* _INFORMATION SHOWN_:
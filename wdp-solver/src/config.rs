//! Run configuration.
//!
//! Every option the auction run depends on lives here rather than being
//! scattered through the run setup. The scenario identifiers determine where the
//! generated bid and fairness files are found.

use serde::{Deserialize, Serialize};
use std::{path::PathBuf, time::Duration};

use crate::SolveSettings;

/// The reasons a run configuration can be rejected
#[derive(Debug, Clone, PartialEq, thiserror::Error)]
pub enum ConfigError {
    /// The fairness constant must be a finite fraction in [0, 1]
    #[error("fairness_const must be within [0, 1], got {0}")]
    FairnessConst(f64),
}

/// Configuration for a single auction run.
///
/// # Examples
///
/// ```
/// use wdp_solver::config::RunConfig;
/// use std::path::PathBuf;
///
/// let config = RunConfig::default();
/// assert_eq!(
///     config.bid_path(),
///     PathBuf::from("scen/modela-wdp-hrs2-cell_meters150.wdp")
/// );
/// assert_eq!(
///     config.fairness_path(),
///     PathBuf::from("scen/modela-wdp-hrs2-cell_meters150-f.wdp")
/// );
/// ```
#[derive(Debug, Clone, PartialEq, Deserialize, Serialize)]
pub struct RunConfig {
    /// The scenario model identifier
    #[serde(default = "default_model_id")]
    pub model_id: String,

    /// The mission horizon the scenario was generated for, in hours
    #[serde(default = "default_horizon_hours")]
    pub horizon_hours: u32,

    /// The grid cell size the scenario was generated with, in meters
    #[serde(default = "default_cell_size")]
    pub cell_size: u32,

    /// Whether the fairness caps are enforced
    #[serde(default = "default_true")]
    pub fairness_enabled: bool,

    /// The fraction of the horizon any fairness group may be served
    #[serde(default = "default_fairness_const")]
    pub fairness_const: f64,

    /// How long the solver may search (e.g. "30s"); unbounded if omitted
    #[serde(default, with = "humantime_serde")]
    pub solver_timeout: Option<Duration>,

    /// The directory holding the generated scenario files
    #[serde(default = "default_scenario_dir")]
    pub scenario_dir: PathBuf,
}

fn default_model_id() -> String {
    "a".to_owned()
}

fn default_horizon_hours() -> u32 {
    2
}

fn default_cell_size() -> u32 {
    150
}

fn default_true() -> bool {
    true
}

fn default_fairness_const() -> f64 {
    0.2
}

fn default_scenario_dir() -> PathBuf {
    PathBuf::from("scen")
}

impl Default for RunConfig {
    fn default() -> Self {
        Self {
            model_id: default_model_id(),
            horizon_hours: default_horizon_hours(),
            cell_size: default_cell_size(),
            fairness_enabled: default_true(),
            fairness_const: default_fairness_const(),
            solver_timeout: None,
            scenario_dir: default_scenario_dir(),
        }
    }
}

impl RunConfig {
    fn stem(&self) -> String {
        format!(
            "model{}-wdp-hrs{}-cell_meters{}",
            self.model_id, self.horizon_hours, self.cell_size
        )
    }

    /// The bid file the scenario generator wrote for this configuration
    pub fn bid_path(&self) -> PathBuf {
        self.scenario_dir.join(format!("{}.wdp", self.stem()))
    }

    /// The fairness file the scenario generator wrote for this configuration
    pub fn fairness_path(&self) -> PathBuf {
        self.scenario_dir.join(format!("{}-f.wdp", self.stem()))
    }

    /// Check the options that cannot be expressed in their types
    pub fn validate(&self) -> Result<(), ConfigError> {
        if self.fairness_const.is_finite() && (0.0..=1.0).contains(&self.fairness_const) {
            Ok(())
        } else {
            Err(ConfigError::FairnessConst(self.fairness_const))
        }
    }

    /// The solve options implied by this configuration
    pub fn settings(&self) -> SolveSettings {
        SolveSettings {
            fairness: self.fairness_enabled,
            timeout: self.solver_timeout,
        }
    }
}
use super::{BidId, RequestId};

/// A set of (bid, request) pairs that share one acceptance cap.
#[derive(Debug, Clone, PartialEq, Eq, Default)]
#[cfg_attr(
    feature = "serde",
    derive(serde::Serialize, serde::Deserialize),
    serde(transparent)
)]
pub struct FairnessGroup(Vec<(BidId, RequestId)>);

impl FairnessGroup {
    /// The pairs in this group, in the order they were listed
    pub fn pairs(&self) -> &[(BidId, RequestId)] {
        &self.0
    }

    /// The number of pairs in this group
    pub fn len(&self) -> usize {
        self.0.len()
    }

    /// Whether the group lists no pairs
    pub fn is_empty(&self) -> bool {
        self.0.is_empty()
    }
}

impl FromIterator<(BidId, RequestId)> for FairnessGroup {
    fn from_iter<I: IntoIterator<Item = (BidId, RequestId)>>(iter: I) -> Self {
        Self(iter.into_iter().collect())
    }
}

/// The content of a fairness file: the time horizon and the groups.
#[derive(Debug, Clone, PartialEq, Eq, Default)]
#[cfg_attr(feature = "serde", derive(serde::Serialize, serde::Deserialize))]
pub struct Fairness {
    /// The number of discrete timeslots `T`
    pub horizon: u32,
    /// The groups, in file order
    pub groups: Vec<FairnessGroup>,
}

* _WHAT YOU WILL DO_: Could you retype exactly the lines from the first one of the records through the line containing "with, in meters", both included, and nothing more?

* _OUTPUT OF THE TASK_:
filename wdp-solver/src/config.rs
//! Run configuration.
//!
//! Every option the auction run depends on lives here rather than being
//! scattered through the run setup. The scenario identifiers determine where the
//! generated bid and fairness files are found.

use serde::{Deserialize, Serialize};
use std::{path::PathBuf, time::Duration};

use crate::SolveSettings;

/// The reasons a run configuration can be rejected
#[derive(Debug, Clone, PartialEq, thiserror::Error)]
pub enum ConfigError {
    /// The fairness constant must be a finite fraction in [0, 1]
    #[error("fairness_const must be within [0, 1], got {0}")]
    FairnessConst(f64),
}

/// Configuration for a single auction run.
///
/// # Examples
///
/// ```
/// use wdp_solver::config::RunConfig;
/// use std::path::PathBuf;
///
/// let config = RunConfig::default();
/// assert_eq!(
///     config.bid_path(),
///     PathBuf::from("scen/modela-wdp-hrs2-cell_meters150.wdp")
/// );
/// assert_eq!(
///     config.fairness_path(),
///     PathBuf::from("scen/modela-wdp-hrs2-cell_meters150-f.wdp")
/// );
/// ```
#[derive(Debug, Clone, PartialEq, Deserialize, Serialize)]
pub struct RunConfig {
    /// The scenario model identifier
    #[serde(default = "default_model_id")]
    pub model_id: String,

    /// The mission horizon the scenario was generated for, in hours
    #[serde(default = "default_horizon_hours")]
    pub horizon_hours: u32,

    /// The grid cell size the scenario was generated with, in meters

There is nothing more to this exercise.